Mermaids and other LGBTQIA+ organisations are deeply concerned about the Government’s proposals, which could erode our rights to privacy, and diminish public bodies’ obligations to proactively protect our rights.

What are our concerns?

The Government published a public consultation on the Reform of the Human Rights Act in December 2021, which includes a list of proposals on how this reform will look. The key proposals we are concerned with are:

  • The Government’s proposal to give the right of freedom of expression (section 10) enhanced protection may act to weaken the right to privacy (Article 8), which would stand to impact LGBTQIA+ people who have relied upon these rights to resist being outed.
  • The Government wishes to curtail “positive obligations”, an important human rights mechanism which requires public bodies to take proactive steps to protect people’s human rights in everyday life. Undermining positive obligations is likely to have a detrimental impact on the LGBTQIA+ community, many of whom rely on the protections when such obligations are enforced when accessing public services. 

The HRA’s pivotal role in advancing trans rights

The ability to change one’s legal gender in the UK was won through protections provided by the HRA, protections this reform seeks to weaken in Goodwin v UK (2002)

The claimant in this case, Christine Goodwin, a trans woman, appealed to the European Court of Human Rights (ECtHR) claiming her right to a private life and right to marry had been violated as despite living and working as a woman, in the eyes of UK law at that time, Christine was still considered a man. Significantly, the law prevented her from marrying a man.

The ECtHR ruled that Christine’s right to respect for private and family life (Article 8) and right to live free from discrimination (Article 14) were not being respected in the UK. This importantly led to the introduction of the Gender Recognition Act (2004), which was at the time of its enactment considered world-leading in respect of legal gender recognition and enabled trans people to access legal gender recognition in the UK.

Additionally, positive obligations imposed on public bodies by the HRA have a long history of protecting LGBTQIA+ people both in their everyday interactions with public bodies but also in the courts. 

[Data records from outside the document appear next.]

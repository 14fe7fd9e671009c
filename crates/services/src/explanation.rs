use std::env;

use async_trait::async_trait;
use reqwest::Client;
use serde::{Deserialize, Serialize};

use mcq_core::model::SessionQuestion;

use crate::error::ExplanationError;
use crate::sessions::{ExplanationTicket, SessionState};

/// Body POSTed to the explanation endpoint.
#[derive(Debug, Clone, PartialEq, Eq, Serialize)]
#[serde(rename_all = "camelCase")]
pub struct ExplanationRequest {
    pub question: String,
    pub user_answer: String,
    pub correct_answer: String,
    pub options: Vec<String>,
    pub is_correct: bool,
    pub custom_prompt: String,
}

impl ExplanationRequest {
    /// Request for the learner having picked the option at `selected`.
    #[must_use]
    pub fn for_selection(question: &SessionQuestion, selected: usize) -> Option<Self> {
        let user_answer = question.options().get(selected)?.labeled();
        let correct_answer = question.correct_option().labeled();
        let is_correct = selected == question.correct_answer_index();
        let custom_prompt =
            build_prompt(question.prompt(), &user_answer, &correct_answer, is_correct);
        Some(Self {
            question: question.prompt().to_owned(),
            user_answer,
            correct_answer,
            options: question.options().iter().map(|o| o.labeled()).collect(),
            is_correct,
            custom_prompt,
        })
    }
}

/// Ticket plus request for the question currently on screen.
///
/// Check the ticket with [`SessionState::accepts`] before showing the reply.
#[must_use]
pub fn request_for_current(
    state: &SessionState,
    selected: usize,
) -> Option<(ExplanationTicket, ExplanationRequest)> {
    let ticket = state.explanation_ticket()?;
    let request = ExplanationRequest::for_selection(state.current_question()?, selected)?;
    Some((ticket, request))
}

fn build_prompt(question: &str, user_answer: &str, correct_answer: &str, is_correct: bool) -> String {
    let (verdict, asks) = if is_correct {
        (
            "correctly",
            "Briefly (2-3 sentences) explain why this answer is right and which key idea to remember. Be encouraging.",
        )
    } else {
        (
            "incorrectly",
            "Briefly (2-3 sentences) explain why the correct answer is right and why the chosen answer is not. Be supportive.",
        )
    };
    format!(
        "You are an expert instructor. A student answered this question {verdict}.\n\n\
         Question: {question}\n\n\
         Student's answer: {user_answer}\n\
         Correct answer: {correct_answer}\n\n\
         {asks}"
    )
}

#[derive(Debug, Deserialize)]
struct ExplanationResponse {
    success: bool,
    #[serde(default)]
    explanation: Option<String>,
    #[serde(default)]
    error: Option<String>,
}

impl ExplanationResponse {
    fn into_result(self) -> Result<String, ExplanationError> {
        if !self.success {
            return Err(ExplanationError::Service(
                self.error.unwrap_or_else(|| "unknown error".into()),
            ));
        }
        self.explanation
            .map(|text| text.trim().to_string())
            .filter(|text| !text.is_empty())
            .ok_or(ExplanationError::EmptyResponse)
    }
}

/// Produces supplementary prose for an answered question.
#[async_trait]
pub trait ExplanationClient: Send + Sync {
    /// # Errors
    ///
    /// Returns `ExplanationError` when the service is unreachable, disabled,
    /// or reports a failure.
    async fn explain(&self, request: &ExplanationRequest) -> Result<String, ExplanationError>;
}

#[derive(Clone, Debug)]
pub struct ExplanationConfig {
    pub endpoint: String,
}

impl ExplanationConfig {
    /// Reads `MCQ_EXPLAIN_URL`; unset or blank disables explanations.
    #[must_use]
    pub fn from_env() -> Option<Self> {
        let endpoint = env::var("MCQ_EXPLAIN_URL").ok()?;
        if endpoint.trim().is_empty() {
            return None;
        }
        Some(Self { endpoint })
    }
}

#[derive(Clone)]
pub struct HttpExplanationClient {
    client: Client,
    config: Option<ExplanationConfig>,
}

impl HttpExplanationClient {
    #[must_use]
    pub fn from_env() -> Self {
        Self::new(ExplanationConfig::from_env())
    }

    #[must_use]
    pub fn new(config: Option<ExplanationConfig>) -> Self {
        Self {
            client: Client::new(),
            config,
        }
    }

    #[must_use]
    pub fn enabled(&self) -> bool {
        self.config.is_some()
    }
}

#[async_trait]
impl ExplanationClient for HttpExplanationClient {
    async fn explain(&self, request: &ExplanationRequest) -> Result<String, ExplanationError> {
        let config = self.config.as_ref().ok_or(ExplanationError::Disabled)?;

        let response = self
            .client
            .post(config.endpoint.as_str())
            .json(request)
            .send()
            .await?;
        let status = response.status();
        let body = response.text().await?;

        // Failures still carry a `{success: false, error}` body.
        let result = match serde_json::from_str::<ExplanationResponse>(&body) {
            Ok(parsed) => parsed.into_result(),
            Err(_) if !status.is_success() => Err(ExplanationError::HttpStatus(status)),
            Err(_) => Err(ExplanationError::EmptyResponse),
        };
        result.inspect_err(|err| tracing::warn!(error = %err, "explanation request failed"))
    }
}

#[cfg(test)]
mod tests {
    use super::*;
    use mcq_core::model::{QuestionDraft, QuestionId};
    use std::collections::BTreeMap;

    fn session_question() -> SessionQuestion {
        let q = QuestionDraft {
            id: QuestionId::new(5),
            prompt: "Which duty comes first?".into(),
            options: vec!["A. Client interest".into(), "B. Own commission".into()],
            correct_answer: 0,
            explanation: String::new(),
            option_feedback: BTreeMap::new(),
        }
        .validate()
        .unwrap();
        SessionQuestion::from_permutation(&q, &[1, 0]).unwrap()
    }

    #[test]
    fn request_carries_answers_and_camel_case_fields() {
        let request = ExplanationRequest::for_selection(&session_question(), 0).unwrap();
        assert!(!request.is_correct);
        assert_eq!(request.user_answer, "A. Own commission");
        assert_eq!(request.correct_answer, "B. Client interest");
        assert!(request.options.contains(&request.user_answer));
        assert!(request.options.contains(&request.correct_answer));
        assert!(request.custom_prompt.contains("incorrectly"));

        let json = serde_json::to_value(&request).unwrap();
        assert_eq!(json["userAnswer"], "A. Own commission");
        assert_eq!(json["isCorrect"], false);
        assert_eq!(json["options"][0], "A. Own commission");
        assert!(json["customPrompt"].is_string());
    }

    #[test]
    fn prompt_wording_depends_on_correctness() {
        let request = ExplanationRequest::for_selection(&session_question(), 1).unwrap();
        assert!(request.is_correct);
        assert!(request.custom_prompt.contains("answered this question correctly"));
        assert!(ExplanationRequest::for_selection(&session_question(), 2).is_none());
    }

    #[test]
    fn response_success_and_failure_shapes() {
        let ok: ExplanationResponse =
            serde_json::from_str(r#"{"success": true, "explanation": " Because. "}"#).unwrap();
        assert_eq!(ok.into_result().unwrap(), "Because.");

        let failed: ExplanationResponse =
            serde_json::from_str(r#"{"success": false, "error": "model busy"}"#).unwrap();
        assert!(matches!(
            failed.into_result().unwrap_err(),
            ExplanationError::Service(msg) if msg == "model busy"
        ));

        let empty: ExplanationResponse = serde_json::from_str(r#"{"success": true}"#).unwrap();
        assert!(matches!(
            empty.into_result().unwrap_err(),
            ExplanationError::EmptyResponse
        ));
    }

    #[tokio::test]
    async fn disabled_client_fails_fast() {
        let client = HttpExplanationClient::new(None);
        assert!(!client.enabled());
        let request = ExplanationRequest::for_selection(&session_question(), 0).unwrap();
        assert!(matches!(
            client.explain(&request).await.unwrap_err(),
            ExplanationError::Disabled
        ));
    }
}
use std::collections::BTreeMap;

use serde::{Deserialize, Serialize};

use crate::model::ids::QuestionId;

/// Per-question attempt history for one shuffle of a question set.
///
/// `attempted` holds the distinct wrong option indices in click order.
/// `first_attempt_correct` is written once per question and never changed.
#[derive(Debug, Clone, Default, PartialEq, Eq, Serialize, Deserialize)]
#[serde(rename_all = "camelCase")]
pub struct AttemptLedger {
    #[serde(default)]
    attempted: BTreeMap<QuestionId, Vec<usize>>,
    #[serde(default)]
    first_attempt_correct: BTreeMap<QuestionId, bool>,
}

impl AttemptLedger {
    #[must_use]
    pub fn attempted(&self, id: QuestionId) -> &[usize] {
        self.attempted.get(&id).map_or(&[], Vec::as_slice)
    }

    #[must_use]
    pub fn has_attempted(&self, id: QuestionId, index: usize) -> bool {
        self.attempted(id).contains(&index)
    }

    /// Append a wrong option; returns `false` if it was already recorded.
    pub fn record_wrong(&mut self, id: QuestionId, index: usize) -> bool {
        let entry = self.attempted.entry(id).or_default();
        if entry.contains(&index) {
            return false;
        }
        entry.push(index);
        true
    }

    #[must_use]
    pub fn first_attempt_correct(&self, id: QuestionId) -> Option<bool> {
        self.first_attempt_correct.get(&id).copied()
    }

    /// Record the first-attempt result; returns `false` if one was already set.
    pub fn record_first_attempt(&mut self, id: QuestionId, correct: bool) -> bool {
        if self.first_attempt_correct.contains_key(&id) {
            return false;
        }
        self.first_attempt_correct.insert(id, correct);
        true
    }

    #[must_use]
    pub fn is_empty(&self) -> bool {
        self.attempted.is_empty() && self.first_attempt_correct.is_empty()
    }

    pub fn clear(&mut self) {
        self.attempted.clear();
        self.first_attempt_correct.clear();
    }
}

In Identoba and others v Georgia (2015), positive obligations helped protect LGBTQIA+ people’s Article 11 right (freedom of assembly and association) when the ECtHR decided that a lack of police protection during a peaceful march to mark the International Day Against Homophobia constituted a breach of their rights. 

Marginalised communities are most at risk

Migrant and refugee communities, Black and communities of colour and prison communities, some of whom will also be LGBTQIA+,  will be further disadvantaged by the proposals.

For example, migrant and refugee communities who have also relied heavily on their Article 8 right, have seen their rights to respect and dignity being curtailed by the proposed Nationality and Borders Bill – by requiring LGBTQIA+ refugees to “prove”, to a higher standard than previously, that their sexual orientation and/or gender identity could cause them fear of persecution – to the satisfaction of the Home Office and to judges (Clause 31). As we write, this Bill is making its way through Parliament.

What can I do?

We have been working on a response to the consultation with the LGBTQIA+ sector, which you can read here.

You can have your say, too. The deadline to respond to the consultation is Tuesday 8 March 2022 – so there’s still time to make your voice heard. You can respond via an online survey or by emailing a written response. 

For guidance on how to respond to the consultation:

  • You can find Liberty’s guidance on responding to the consultation here.
  • Amnesty International’s guidance can be found here.
  • The British Institute of Human Rights also has helpful guidance on how to respond to the consultation here.

What happens next? 

Once the consultation period has ended, we await the Government’s response to that consultation (which should usually be published within 12 weeks of the consultation closing) and then wait to hear their plans for a draft “Bill of Rights’.